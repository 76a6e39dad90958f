//! Folder picker trait abstraction.

use std::path::PathBuf;

use async_trait::async_trait;

use crate::models::FolderPickItem;

/// Picker errors. Dismissing the picker is not one of them.
#[derive(Debug)]
pub enum PickerError {
    /// Terminal I/O failed while the picker was shown
    Terminal(std::io::Error),
    /// No interactive surface is available
    NotInteractive,
    /// Other error
    Other(String),
}

impl std::fmt::Display for PickerError {
    fn fmt(&self, f: &mut std::fmt::Formatter<'_>) -> std::fmt::Result {
        match self {
            PickerError::Terminal(err) => write!(f, "Terminal IO error: {}", err),
            PickerError::NotInteractive => write!(f, "Not running in an interactive terminal"),
            PickerError::Other(msg) => write!(f, "Picker error: {}", msg),
        }
    }
}

impl std::error::Error for PickerError {
    fn source(&self) -> Option<&(dyn std::error::Error + 'static)> {
        match self {
            PickerError::Terminal(err) => Some(err),
            _ => None,
        }
    }
}

impl From<std::io::Error> for PickerError {
    fn from(err: std::io::Error) -> Self {
        PickerError::Terminal(err)
    }
}

/// Modal single-choice folder selection.
///
/// Implementations block (asynchronously) until the user chooses or
/// dismisses. Dismissal is `Ok(None)`.
#[async_trait]
pub trait FolderPicker: Send + Sync {
    /// Let the user choose one of `items`; returns its `full_path`.
    async fn pick(&self, items: &[FolderPickItem]) -> Result<Option<PathBuf>, PickerError>;
}
//! Mock implementations for testing.
//!
//! These doubles let the move flow run against a real temporary directory
//! without a terminal or an editor.
//!
//! # Available Mocks
//!
//! - [`InMemoryEditor`] - editor host with scripted buffers and failures
//! - [`ScriptedPicker`] - picker with a preset answer
//! - [`RecordingNotifier`] - notifier that keeps every notice

pub mod editor;
pub mod notifier;
pub mod picker;

pub use editor::{EditorCall, InMemoryEditor};
pub use notifier::RecordingNotifier;
pub use picker::ScriptedPicker;
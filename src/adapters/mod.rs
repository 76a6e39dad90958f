//! Concrete implementations of the host traits.
//!
//! # Adapters
//!
//! - [`TuiFolderPicker`] - interactive ratatui picker
//! - [`FixedFolderPicker`] - destination given on the command line
//! - [`SystemEditorHost`] - filesystem-backed editor host
//! - [`ConsoleNotifier`] - notices on stderr
//!
//! # Mock Implementations
//!
//! The [`mock`] submodule provides test doubles:
//! - [`mock::InMemoryEditor`] - records calls, configurable failures
//! - [`mock::ScriptedPicker`] - returns a preset choice
//! - [`mock::RecordingNotifier`] - collects notices

pub mod console_notifier;
pub mod fixed_picker;
pub mod mock;
pub mod system_editor;
pub mod tui_picker;

pub use console_notifier::ConsoleNotifier;
pub use fixed_picker::FixedFolderPicker;
pub use mock::{InMemoryEditor, RecordingNotifier, ScriptedPicker};
pub use system_editor::SystemEditorHost;
pub use tui_picker::TuiFolderPicker;
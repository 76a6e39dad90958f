//! Line-based terminal output: notices and the `--list` candidate table.

mod lines;

pub use lines::*;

■ **Instructions for the task**:
So that nothing is lost, transcribe each entry exactly as written.

■ **Exercise result**:
repository 76a6e39dad90958f
//! Folder picker trait abstraction.

use std::path::PathBuf;

use async_trait::async_trait;

use crate::models::FolderPickItem;

/// Picker errors. Dismissing the picker is not one of them.
#[derive(Debug)]
pub enum PickerError {
    /// Terminal I/O failed while the picker was shown
    Terminal(std::io::Error),
    /// No interactive surface is available
    NotInteractive,
    /// Other error
    Other(String),
}

impl std::fmt::Display for PickerError {
    fn fmt(&self, f: &mut std::fmt::Formatter<'_>) -> std::fmt::Result {
        match self {
            PickerError::Terminal(err) => write!(f, "Terminal IO error: {}", err),
            PickerError::NotInteractive => write!(f, "Not running in an interactive terminal"),
            PickerError::Other(msg) => write!(f, "Picker error: {}", msg),
        }
    }
}

impl std::error::Error for PickerError {
    fn source(&self) -> Option<&(dyn std::error::Error + 'static)> {
        match self {
            PickerError::Terminal(err) => Some(err),
            _ => None,
        }
    }
}

impl From<std::io::Error> for PickerError {
    fn from(err: std::io::Error) -> Self {
        PickerError::Terminal(err)
    }
}

/// Modal single-choice folder selection.
///
/// Implementations block (asynchronously) until the user chooses or
/// dismisses. Dismissal is `Ok(None)`.
#[async_trait]
pub trait FolderPicker: Send + Sync {
    /// Let the user choose one of `items`; returns its `full_path`.
    async fn pick(&self, items: &[FolderPickItem]) -> Result<Option<PathBuf>, PickerError>;
}
//! Mock implementations for testing.
//!
//! These doubles let the move flow run against a real temporary directory
//! without a terminal or an editor.
//!
//! # Available Mocks
//!
//! - [`InMemoryEditor`] - editor host with scripted buffers and failures
//! - [`ScriptedPicker`] - picker with a preset answer
//! - [`RecordingNotifier`] - notifier that keeps every notice

pub mod editor;
pub mod notifier;
pub mod picker;

pub use editor::{EditorCall, InMemoryEditor};
pub use notifier::RecordingNotifier;
pub use picker::ScriptedPicker;
filename src/adapters/mod.rs
repository 76a6e39dad90958f
//! Concrete implementations of the host traits.
//!
//! # Adapters
//!
//! - [`TuiFolderPicker`] - interactive ratatui picker
//! - [`FixedFolderPicker`] - destination given on the command line
//! - [`SystemEditorHost`] - filesystem-backed editor host
//! - [`ConsoleNotifier`] - notices on stderr
//!
//! # Mock Implementations
//!
//! The [`mock`] submodule provides test doubles:
//! - [`mock::InMemoryEditor`] - records calls, configurable failures
//! - [`mock::ScriptedPicker`] - returns a preset choice
//! - [`mock::RecordingNotifier`] - collects notices

pub mod console_notifier;
pub mod fixed_picker;
pub mod mock;
pub mod system_editor;
pub mod tui_picker;

pub use console_notifier::ConsoleNotifier;
pub use fixed_picker::FixedFolderPicker;
pub use mock::{InMemoryEditor, RecordingNotifier, ScriptedPicker};
pub use system_editor::SystemEditorHost;
pub use tui_picker::TuiFolderPicker;
repository 76a6e39dad90958f
//! Line-based terminal output: notices and the `--list` candidate table.

mod lines;

pub use lines::*;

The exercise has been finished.